La Drees livre également les premiers enseignements d’une étude en cours menée sur 54 pères d’enfants âgés d’un an environ, ayant bénéficié ou non de la réforme. Menée entre avril et septembre 2022, cette étude montre que la quasi-totalité des pères interrogés ont pris l’intégralité des jours du congé paternité auxquels ils avaient droit. Pour les personnes ciblées par l'enquête, le congé paternité apparaît comme une "évidence", qui répond à un besoin d’être associé à la naissance de leurs enfants. Il apparaît également que l’environnement professionnel des pères interrogés se révèle plutôt facilitateur envers les pères qui prennent un congé paternité. 

Mais là encore, quelques disparités existent. Certaines contraintes ont été intériorisées par les pères, en particulier les cadres. La précarité du statut professionnel peut également influencer la mise en place du congé paternité. Pour les travailleurs indépendants, l’arrêt temporaire du travail est parfois perçu comme un risque professionnel, avec la perte de clients ou des pertes financières. Les indemnités journalières versées par la Sécurité sociale sont plafonnées en 2023 à environ 95 euros nets par jour pour les salariés, 60 euros pour les indépendants. Les pères dont les revenus baissent doivent donc l’anticiper. Certains vont jusqu'à renoncer à prendre la totalité du congé de paternité. C’est le cas de certains indépendants, mais aussi de salariés dont l’entreprise ne compense pas entièrement la perte de revenus.

Partage des tâches : des progrès à faire 


La réforme de juillet 2021 visait deux objectifs principaux : renforcer la présence du père auprès de l’enfant et le lien père-enfant, et favoriser l’égalité femmes-hommes en rééquilibrant le partage des tâches domestiques (ménagères et parentales) entre le père et la mère. L'enquête montre que des progrès restent à faire. 

Les parents interrogés pour l'étude font état d’une répartition inégale du travail domestique entre les conjoints. Malgré un surcroît d’investissement des pères pendant leur congé paternité, les mères en accomplissent globalement davantage. En plus des tâches parentales et de certaines tâches ménagères partagées, les femmes gèrent souvent des tâches supplémentaires, "avec une spécialisation de genre qui affecte la réalisation de certaines tâches", explique l'étude. Elle cite la prise en charge du linge, ou encore la charge mentale de planification de la vie domestique, qui incombent principalement aux mères. 

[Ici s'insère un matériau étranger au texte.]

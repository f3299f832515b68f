use std::path::PathBuf;

use miette::{Diagnostic, NamedSource, SourceSpan};
use thiserror::Error;

/// Result type for configuration and model loading (boxed to reduce size on stack)
pub type Result<T> = std::result::Result<T, Box<Error>>;

/// Source content and filename for error reporting.
///
/// # Example
///
/// ```ignore
/// let ctx = SourceContext::new(content, "unitgen.toml");
/// ctx.validation_error("missing required field");
/// ```
#[derive(Debug, Clone)]
pub struct SourceContext {
    src: String,
    filename: String,
}

impl SourceContext {
    pub fn new(src: impl Into<String>, filename: impl Into<String>) -> Self {
        Self {
            src: src.into(),
            filename: filename.into(),
        }
    }

    pub fn src(&self) -> &str {
        &self.src
    }

    pub fn filename(&self) -> &str {
        &self.filename
    }

    /// Create a NamedSource for miette error reporting.
    pub fn named_source(&self) -> NamedSource<String> {
        NamedSource::new(&self.filename, self.src.clone())
    }

    /// Create a parse error from a toml error.
    pub fn parse_error(&self, source: toml::de::Error) -> Box<Error> {
        let span = source.span().map(SourceSpan::from);
        Box::new(Error::Parse {
            src: self.named_source(),
            span,
            source,
        })
    }

    /// Create a validation error, labelled at `span` when known.
    pub fn validation_error(
        &self,
        message: impl Into<String>,
        span: Option<SourceSpan>,
    ) -> Box<Error> {
        Box::new(Error::Validation {
            src: self.named_source(),
            span,
            message: message.into(),
        })
    }

    /// Create an invalid package name error.
    pub fn invalid_package_error(
        &self,
        field: impl Into<String>,
        value: impl Into<String>,
        reason: impl Into<String>,
        span: Option<SourceSpan>,
    ) -> Box<Error> {
        Box::new(Error::InvalidPackage {
            src: self.named_source(),
            span,
            field: field.into(),
            value: value.into(),
            reason: reason.into(),
        })
    }

    /// Create a model error from a serde_json error.
    pub fn model_error(&self, path: impl Into<PathBuf>, source: serde_json::Error) -> Box<Error> {
        let span = offset_of(&self.src, source.line(), source.column()).map(|at| SourceSpan::from((at, 0)));
        Box::new(Error::Model {
            path: path.into(),
            src: self.named_source(),
            span,
            source,
        })
    }
}

/// Byte offset of a 1-based line and column, as reported by serde_json.
fn offset_of(src: &str, line: usize, column: usize) -> Option<usize> {
    if line == 0 {
        return None;
    }
    let start: usize = src
        .split_inclusive('\n')
        .take(line - 1)
        .map(str::len)
        .sum();
    Some((start + column.saturating_sub(1)).min(src.len()))
}

#[derive(Debug, Error, Diagnostic)]
pub enum Error {
    #[error("failed to read '{path}'")]
    #[diagnostic(help("pass the file explicitly with --config or --model"))]
    Io {
        path: PathBuf,
        #[source]
        source: std::io::Error,
    },

    #[error("failed to parse unitgen.toml")]
    #[diagnostic(code(unitgen::parse_error))]
    Parse {
        #[source_code]
        src: NamedSource<String>,
        #[label("parse error here")]
        span: Option<SourceSpan>,
        #[source]
        source: toml::de::Error,
    },

    #[error("invalid {field} '{value}'")]
    #[diagnostic(
        code(unitgen::invalid_package),
        help("{reason}. Use dot-separated identifiers, e.g. 'org.example.gen'")
    )]
    InvalidPackage {
        #[source_code]
        src: NamedSource<String>,
        #[label("invalid name")]
        span: Option<SourceSpan>,
        field: String,
        value: String,
        reason: String,
    },

    #[error("{message}")]
    #[diagnostic(code(unitgen::validation_error))]
    Validation {
        #[source_code]
        src: NamedSource<String>,
        #[label("{message}")]
        span: Option<SourceSpan>,
        message: String,
    },

    #[error("failed to parse binding model '{path}'")]
    #[diagnostic(
        code(unitgen::model_error),
        help("the binding model is the JSON document written by the schema translator")
    )]
    Model {
        path: PathBuf,
        #[source_code]
        src: NamedSource<String>,
        #[label("invalid here")]
        span: Option<SourceSpan>,
        #[source]
        source: serde_json::Error,
    },
}

impl Error {
    pub(crate) fn io(path: impl Into<PathBuf>, source: std::io::Error) -> Box<Self> {
        Box::new(Error::Io {
            path: path.into(),
            source,
        })
    }
}
use std::io;

use clap::{Args, CommandFactory};
use eyre::Result;

use super::Cli;

#[derive(Args)]
pub struct CompletionsCommand {
    /// Shell to generate completions for
    shell: clap_complete::Shell,
}

impl CompletionsCommand {
    pub fn run(&self) -> Result<()> {
        let mut cmd = Cli::command();
        clap_complete::generate(self.shell, &mut cmd, "unitgen", &mut io::stdout());
        Ok(())
    }
}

Les réponses des personnes ciblées par l'enquête mettent en évidence une modification du nouvel équilibre familial mis en place pendant le congé paternité au moment de la reprise de l’activité professionnelle du père. Cette reprise intervient dans la plupart des cas avant celle de la mère. "Cela vient généralement (re)créer de l’inégalité dans la prise en charge des tâches domestiques", constate la Drees. Pour les auteurs de l'enquête, le retour à l’emploi de la mère signifie de nouveau un partage des tâches moins inégalitaire. Il est vécu par certaines mères comme un soulagement.